(Collected data)
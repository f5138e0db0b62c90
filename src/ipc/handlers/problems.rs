use crate::assemble::{HintInput, ProblemBundle, ProblemInput, ScaffoldInput};
use crate::ipc::error::{content_err, err, ok};
use crate::ipc::helpers::{collision_policy, content, opt_parsed, opt_str, required_str, string_list};
use crate::ipc::types::{AppState, Request};
use crate::model::ProblemType;
use serde_json::{json, Value as JsonValue};

fn parse_hint(v: &JsonValue, index: usize, req: &Request) -> Result<HintInput, JsonValue> {
    if let Some(text) = v.as_str() {
        return Ok(HintInput {
            text: text.to_string(),
            ..HintInput::default()
        });
    }
    if !v.is_object() {
        return Err(err(
            &req.id,
            "bad_params",
            format!("hints[{}] must be string or object", index),
            None,
        ));
    }
    let kind = opt_str(v, "type", req)?;
    let scaffold = match kind.as_str() {
        "" | "hint" | "solution" => None,
        "scaffold" => {
            let mut answers = string_list(v, "hintAnswer", req)?;
            if answers.is_empty() {
                answers = string_list(v, "answers", req)?;
            }
            Some(ScaffoldInput {
                problem_type: opt_parsed(v, "problemType", req)?,
                answer_type: opt_parsed(v, "answerType", req)?,
                answers,
            })
        }
        other => {
            return Err(err(
                &req.id,
                "bad_params",
                format!("hints[{}].type: unknown hint type {}", index, other),
                None,
            ))
        }
    };
    let title = opt_str(v, "title", req)?;
    Ok(HintInput {
        text: opt_str(v, "text", req)?,
        title: (!title.trim().is_empty()).then_some(title),
        scaffold,
    })
}

fn problem_input(req: &Request) -> Result<ProblemInput, JsonValue> {
    let p = &req.params;
    let problem_type = opt_parsed::<ProblemType>(p, "problemType", req)?.unwrap_or(ProblemType::TextBox);

    let hints = match p.get("hints") {
        None | Some(JsonValue::Null) => Vec::new(),
        Some(JsonValue::Array(arr)) => {
            let mut out = Vec::with_capacity(arr.len());
            for (i, h) in arr.iter().enumerate() {
                out.push(parse_hint(h, i, req)?);
            }
            out
        }
        Some(_) => return Err(err(&req.id, "bad_params", "hints must be array", None)),
    };

    Ok(ProblemInput {
        title: opt_str(p, "title", req)?,
        body: opt_str(p, "body", req)?,
        problem_type,
        course_name: opt_str(p, "courseName", req)?,
        lesson: opt_str(p, "lesson", req)?,
        step_title: opt_str(p, "stepTitle", req)?,
        choices: string_list(p, "choices", req)?,
        correct_answers: string_list(p, "correctAnswers", req)?,
        answer: opt_str(p, "answer", req)?,
        answer_type: opt_parsed(p, "answerType", req)?,
        hints,
        skills: string_list(p, "skills", req)?,
        oer: opt_str(p, "oer", req)?,
        license: opt_str(p, "license", req)?,
    })
}

fn bundle_json(bundle: &ProblemBundle) -> JsonValue {
    json!({
        "problemId": bundle.id(),
        "problem": bundle.problem,
        "step": bundle.step,
        "hints": bundle.hints,
        "skills": bundle.skills,
        "suggestedAnswerType": bundle.suggested_answer_type,
    })
}

fn handle_problems_list(state: &mut AppState, req: &Request) -> serde_json::Value {
    let Some(store) = state.content.as_ref() else {
        return ok(&req.id, json!({ "problemIds": [] }));
    };
    match store.problem_ids() {
        Ok(ids) => ok(&req.id, json!({ "problemIds": ids })),
        Err(e) => content_err(&req.id, &e),
    }
}

fn handle_problems_open(state: &mut AppState, req: &Request) -> serde_json::Value {
    let store = match content(state, req) {
        Ok(s) => s,
        Err(e) => return e,
    };
    let problem_id = match required_str(req, "problemId") {
        Ok(v) => v,
        Err(e) => return e,
    };
    match store.open_problem(&problem_id) {
        Ok(opened) => ok(
            &req.id,
            json!({
                "problem": opened.problem,
                "step": opened.step,
                "hints": opened.hints,
                "skills": opened.skills,
            }),
        ),
        Err(e) => content_err(&req.id, &e),
    }
}

fn handle_problems_preview(state: &mut AppState, req: &Request) -> serde_json::Value {
    let store = match content(state, req) {
        Ok(s) => s,
        Err(e) => return e,
    };
    let policy = match collision_policy(state, req) {
        Ok(p) => p,
        Err(e) => return e,
    };
    let input = match problem_input(req) {
        Ok(v) => v,
        Err(e) => return e,
    };
    match store.preview_problem(&input, policy) {
        Ok(bundle) => {
            let mut out = bundle_json(&bundle);
            out["exists"] = json!(store.layout().problem_dir(bundle.id()).exists());
            ok(&req.id, out)
        }
        Err(e) => content_err(&req.id, &e),
    }
}

fn handle_problems_create(state: &mut AppState, req: &Request) -> serde_json::Value {
    let store = match content(state, req) {
        Ok(s) => s,
        Err(e) => return e,
    };
    let policy = match collision_policy(state, req) {
        Ok(p) => p,
        Err(e) => return e,
    };
    let input = match problem_input(req) {
        Ok(v) => v,
        Err(e) => return e,
    };
    match store.create_problem(&input, policy) {
        Ok(commit) => {
            let mut out = bundle_json(&commit.bundle);
            out["replaced"] = json!(commit.replaced);
            ok(&req.id, out)
        }
        Err(e) => content_err(&req.id, &e),
    }
}

pub fn try_handle(state: &mut AppState, req: &Request) -> Option<serde_json::Value> {
    match req.method.as_str() {
        "problems.list" => Some(handle_problems_list(state, req)),
        "problems.open" => Some(handle_problems_open(state, req)),
        "problems.preview" => Some(handle_problems_preview(state, req)),
        "problems.create" => Some(handle_problems_create(state, req)),
        _ => None,
    }
}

▸ **Exercise description**
Show the lines of the data that hold the word "other".

▸ **Solved exercise**
        other => {
                format!("hints[{}].type: unknown hint type {}", index, other),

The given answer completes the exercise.